Genug kann nie genügen

Erstmals hat das ägyptische Regime mehrere Kandidaten zu den Präsidentschaftswahlen zugelassen. Ein Sieg Mubaraks gilt dennoch als sicher. von hannah wettig

Wenn die Ägypter am 7. September darüber abstimmen, wer ihr Präsident werden soll, haben sie eine Wahl. Erstmals seit Gamal Abdul Nasser mit den Freien Offizieren 1952 die Macht ergriff und den von den Briten gestützten König absetzte, gibt es mehrere Kandidaten für das Präsidentenamt. Dennoch gilt es als sicher, dass der seit 1981 regierende Hosni Mubarak wieder gewählt wird.

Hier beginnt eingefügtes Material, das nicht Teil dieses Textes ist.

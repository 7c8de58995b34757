use std::{net::TcpListener, sync::Arc, time::Duration};

use env_logger::Env;
use leadscout::{
    configuration::get_configuration,
    services::{ProgressHub, ScrapeOrchestrator},
    startup::run,
};
use sqlx::postgres::PgPoolOptions;

#[tokio::main]
async fn main() -> std::io::Result<()> {
    env_logger::Builder::from_env(Env::default().default_filter_or("info")).init();

    let configuration = get_configuration().map_err(std::io::Error::other)?;

    let pool_options = PgPoolOptions::new()
        .max_connections(20)
        .min_connections(1)
        .acquire_timeout(Duration::from_secs(10))
        .idle_timeout(Duration::from_secs(15 * 60)) // 15 minutes
        .max_lifetime(None);

    let connection_pool = pool_options.connect_lazy_with(configuration.database.with_db());
    if let Err(e) = sqlx::migrate!("./migrations").run(&connection_pool).await {
        log::error!("Failed to run migrations: {:?}", e);
        return Err(std::io::Error::other(e));
    }

    let address = format!(
        "{}:{}",
        configuration.application.host, configuration.application.port
    );
    let listener = TcpListener::bind(address)?;

    let orchestrator =
        ScrapeOrchestrator::from_settings(&configuration.scraper, configuration.discovery.clone())
            .map_err(std::io::Error::other)?;
    let hub = Arc::new(ProgressHub::new());

    log::info!(
        "Listening on {}:{}",
        configuration.application.host,
        configuration.application.port
    );

    run(
        listener,
        connection_pool,
        orchestrator,
        hub,
        configuration.scraper,
    )?
    .await
}
use std::{collections::HashSet, sync::Arc, time::Duration};

use futures::{stream, StreamExt};
use serde_json::json;
use thiserror::Error;

use crate::configuration::ScraperSettings;
use crate::domain::{
    company::CompanyRecord,
    job::parse_competitor,
    lead::ExtractedLead,
    scraping_result::ScrapingResult,
    web_domain::{site_origin, DEFAULT_ORIGIN_TEMPLATE},
};

use super::{
    build_http_client, DiscoveryConfig, DomainDiscoveryService, FetchError, MentionSearcher,
    PageFetcher, ProgressEvent, ProgressPhase, RegexHtmlExtractor, ScrapeEventSink,
};

pub const PAGE_DELAY: Duration = Duration::from_millis(1000);
pub const DEFAULT_MAX_SEARCH_RESULTS: usize = 20;

#[derive(Debug, Error)]
pub enum ScrapeError {
    #[error("invalid competitor: {0}")]
    InvalidCompetitor(String),
    #[error("failed to build http client: {0}")]
    HttpClient(#[from] reqwest::Error),
}

#[derive(Debug, Clone, Copy, PartialEq, Eq)]
pub enum ScrapeState {
    Idle,
    Searching,
    Extracting,
    Done,
    Failed,
}

#[derive(Debug, Clone)]
pub struct OrchestratorConfig {
    pub page_delay: Duration,
    /// Pages in flight at once. 1 keeps the run strictly sequential.
    pub concurrency: usize,
    pub max_search_results: usize,
    pub enable_privacy_crawl: bool,
    pub privacy_paths: Vec<String>,
    pub origin_template: String,
}

impl Default for OrchestratorConfig {
    fn default() -> Self {
        OrchestratorConfig {
            page_delay: PAGE_DELAY,
            concurrency: 1,
            max_search_results: DEFAULT_MAX_SEARCH_RESULTS,
            enable_privacy_crawl: true,
            privacy_paths: vec![
                "/datenschutz".to_string(),
                "/privacy".to_string(),
                "/privacy-policy".to_string(),
            ],
            origin_template: DEFAULT_ORIGIN_TEMPLATE.to_string(),
        }
    }
}

#[derive(Debug, Clone, PartialEq)]
enum PageTask {
    SearchResult { url: String },
    PrivacyCheck { domain: String },
}

impl PageTask {
    fn phase(&self) -> ProgressPhase {
        match self {
            PageTask::SearchResult { .. } => ProgressPhase::LeadExtraction,
            PageTask::PrivacyCheck { .. } => ProgressPhase::PrivacyCrawl,
        }
    }

    fn label(&self) -> &str {
        match self {
            PageTask::SearchResult { url } => url,
            PageTask::PrivacyCheck { domain } => domain,
        }
    }
}

struct PageOutcome {
    task: PageTask,
    /// Page the leads came from; for privacy checks the first path that answered.
    url: Option<String>,
    leads: Vec<ExtractedLead>,
    error: Option<String>,
}

pub fn privacy_check_urls(origin: &str, paths: &[String]) -> Vec<String> {
    paths
        .iter()
        .map(|path| format!("{}/{}", origin, path.trim_start_matches('/')))
        .collect()
}

struct Run<'a> {
    state: ScrapeState,
    result: ScrapingResult,
    seen_leads: HashSet<(String, String)>,
    seen_domains: HashSet<String>,
    sink: &'a dyn ScrapeEventSink,
}

impl<'a> Run<'a> {
    fn transition(&mut self, next: ScrapeState) {
        log::debug!("Scrape {:?} -> {:?}", self.state, next);
        self.state = next;
    }

    fn emit(&self, phase: ProgressPhase, operation: &str, progress: f64, details: serde_json::Value) {
        self.sink
            .publish(ProgressEvent::new(phase, operation, progress, details));
    }
}

pub struct ScrapeOrchestrator {
    discovery: Arc<DomainDiscoveryService>,
    searcher: Arc<MentionSearcher>,
    fetcher: Arc<PageFetcher>,
    config: OrchestratorConfig,
}

impl ScrapeOrchestrator {
    pub fn new(
        discovery: Arc<DomainDiscoveryService>,
        searcher: Arc<MentionSearcher>,
        fetcher: Arc<PageFetcher>,
        config: OrchestratorConfig,
    ) -> Self {
        ScrapeOrchestrator {
            discovery,
            searcher,
            fetcher,
            config,
        }
    }

    pub fn from_settings(
        settings: &ScraperSettings,
        discovery: DiscoveryConfig,
    ) -> Result<Self, ScrapeError> {
        let page_client = build_http_client(&settings.user_agent, settings.request_timeout())?;
        let search_client = build_http_client(&settings.user_agent, settings.search_timeout())?;

        let fetcher = Arc::new(PageFetcher::new(page_client, Arc::new(RegexHtmlExtractor)));
        let discovery = Arc::new(DomainDiscoveryService::new(
            fetcher.clone(),
            &settings.user_agent,
            discovery,
        ));
        let searcher = Arc::new(MentionSearcher::new(search_client, settings.search_url.clone()));

        Ok(ScrapeOrchestrator::new(
            discovery,
            searcher,
            fetcher,
            settings.orchestrator_config(),
        ))
    }

    /// Discovery -> search -> fetch -> extract. Per-page failures land in
    /// `errors`; only invalid input fails the whole run.
    pub async fn run(
        &self,
        competitor: &str,
        domain_budget: usize,
        sink: &dyn ScrapeEventSink,
    ) -> Result<ScrapingResult, ScrapeError> {
        let mut run = Run {
            state: ScrapeState::Idle,
            result: ScrapingResult::new(competitor.trim()),
            seen_leads: HashSet::new(),
            seen_domains: HashSet::new(),
            sink,
        };

        let competitor = match parse_competitor(competitor) {
            Ok(c) => c,
            Err(e) => {
                run.transition(ScrapeState::Failed);
                return Err(ScrapeError::InvalidCompetitor(e));
            }
        };

        run.emit(
            ProgressPhase::Init,
            "starting scrape",
            0.0,
            json!({ "competitor": competitor, "domainBudget": domain_budget }),
        );
        run.transition(ScrapeState::Searching);

        if self.config.enable_privacy_crawl && domain_budget > 0 {
            run.emit(ProgressPhase::DomainDiscovery, "discovering domains", 0.0, json!({}));
            let report = self
                .discovery
                .discover_domains(domain_budget, self.discovery.config())
                .await;
            run.emit(
                ProgressPhase::DomainDiscovery,
                "domains discovered",
                1.0,
                json!({
                    "domains": report.domains.len(),
                    "sources": report.sources,
                    "statistics": report.statistics,
                    "errors": report.errors.len(),
                }),
            );
            run.result.errors.extend(report.errors);
            run.result.domains_checked = report.domains.len();

            let checks = report
                .domains
                .into_iter()
                .map(|domain| PageTask::PrivacyCheck { domain })
                .collect();
            self.process_tasks(&mut run, &competitor, checks).await;
        }

        run.emit(
            ProgressPhase::LeadExtraction,
            "searching mentions",
            0.0,
            json!({ "competitor": competitor }),
        );
        let outcome = self
            .searcher
            .search_mentions(&competitor, self.config.max_search_results)
            .await;
        run.result.total_searched = outcome.results.len();
        match outcome.error {
            Some(error) => run.result.errors.push(error),
            None if outcome.results.is_empty() => run
                .result
                .errors
                .push(format!("No search results found for \"{}\"", competitor)),
            None => {}
        }
        let pages = outcome
            .results
            .iter()
            .map(|r| PageTask::SearchResult { url: r.url.clone() })
            .collect();
        run.result.search_results = outcome.results;

        run.transition(ScrapeState::Extracting);
        self.process_tasks(&mut run, &competitor, pages).await;

        run.result.total_leads_found = run.result.leads.len();
        run.transition(ScrapeState::Done);

        run.emit(
            ProgressPhase::LeadExtraction,
            "extraction finished",
            1.0,
            json!({
                "leads": run.result.total_leads_found,
                "companies": run.result.companies.len(),
                "errors": run.result.errors.len(),
            }),
        );

        Ok(run.result)
    }

    /// Runs tasks of a single phase through the page queue.
    async fn process_tasks(&self, run: &mut Run<'_>, competitor: &str, tasks: Vec<PageTask>) {
        let total = tasks.len();

        let mut outcomes = stream::iter(tasks)
            .map(|task| self.process_task(task, competitor))
            .buffered(self.config.concurrency.max(1));

        let mut done = 0;
        while let Some(outcome) = outcomes.next().await {
            done += 1;
            let phase = outcome.task.phase();

            let new_leads = self.merge_outcome(run, outcome).await;
            run.emit(
                phase,
                "page processed",
                done as f64 / total as f64,
                json!({ "processed": done, "total": total, "newLeads": new_leads }),
            );

            if done < total {
                tokio::time::sleep(self.config.page_delay).await;
            }
        }
    }

    async fn process_task(&self, task: PageTask, competitor: &str) -> PageOutcome {
        match &task {
            PageTask::SearchResult { url } => {
                match self.fetcher.fetch_and_verify(url, competitor).await {
                    Ok(leads) => PageOutcome {
                        url: Some(url.clone()),
                        task,
                        leads,
                        error: None,
                    },
                    Err(e) => PageOutcome {
                        task,
                        url: None,
                        leads: vec![],
                        error: Some(e.to_string()),
                    },
                }
            }
            PageTask::PrivacyCheck { domain } => {
                let origin = site_origin(&self.config.origin_template, domain);
                for (i, url) in privacy_check_urls(&origin, &self.config.privacy_paths)
                    .into_iter()
                    .enumerate()
                {
                    if i > 0 {
                        tokio::time::sleep(self.config.page_delay).await;
                    }
                    match self.fetcher.fetch_page(&url).await {
                        Ok(html) => {
                            let leads = self.fetcher.verify_and_extract(&html, &url, competitor);
                            return PageOutcome {
                                task,
                                url: Some(url),
                                leads,
                                error: None,
                            };
                        }
                        // Try the next well-known path.
                        Err(FetchError::Status { .. }) => continue,
                        Err(e) => {
                            return PageOutcome {
                                task,
                                url: None,
                                leads: vec![],
                                error: Some(e.to_string()),
                            }
                        }
                    }
                }
                log::debug!("No privacy page found on {}", domain);
                PageOutcome {
                    task,
                    url: None,
                    leads: vec![],
                    error: None,
                }
            }
        }
    }

    /// Returns how many new leads the page contributed.
    async fn merge_outcome(&self, run: &mut Run<'_>, outcome: PageOutcome) -> usize {
        if let Some(error) = outcome.error {
            log::warn!("Page {} failed: {}", outcome.task.label(), error);
            run.result.errors.push(error);
        }
        let Some(url) = outcome.url else {
            return 0;
        };

        let mut added = 0;
        for lead in outcome.leads {
            if !run
                .seen_leads
                .insert((lead.domain.clone(), lead.email.clone()))
            {
                continue;
            }

            if run.seen_domains.insert(lead.domain.clone()) {
                // Refetches the page to read its title.
                let name = match self.fetcher.fetch_company_name(&url, &lead.domain).await {
                    Ok(name) => name,
                    Err(e) => {
                        run.result.errors.push(e.to_string());
                        self.fetcher.extractor().extract_company_name("", &lead.domain)
                    }
                };
                run.result.companies.push(CompanyRecord {
                    domain: lead.domain.clone(),
                    name,
                });
            }

            run.result.leads.push(lead);
            added += 1;
        }

        added
    }
}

Allerdings könnte es trotzdem interessant werden. Denn Mubarak muss 50 Prozent der Stimmen im ersten Wahlgang erhalten, sonst kommt es zur Stichwahl. Sollten die Wahlen tatsächlich fair durchgeführt und die Stimmen korrekt ausgezählt werden, könnte er diese Mehrheit angesichts von zehn Gegenkandidaten durchaus verfehlen. Insbesondere Noaman Gomaa von der Partei Wafd (Delegation) und Ayman Nour von der Ghad (Morgen) werden Chancen eingeräumt. Sie sind Teil der Bewegung Kifaya (Genug), die seit über einem Jahr die Allmacht des Präsidenten kritisiert. Die meisten Gruppen in der Bewegung werden die Wahlen jedoch boykottieren.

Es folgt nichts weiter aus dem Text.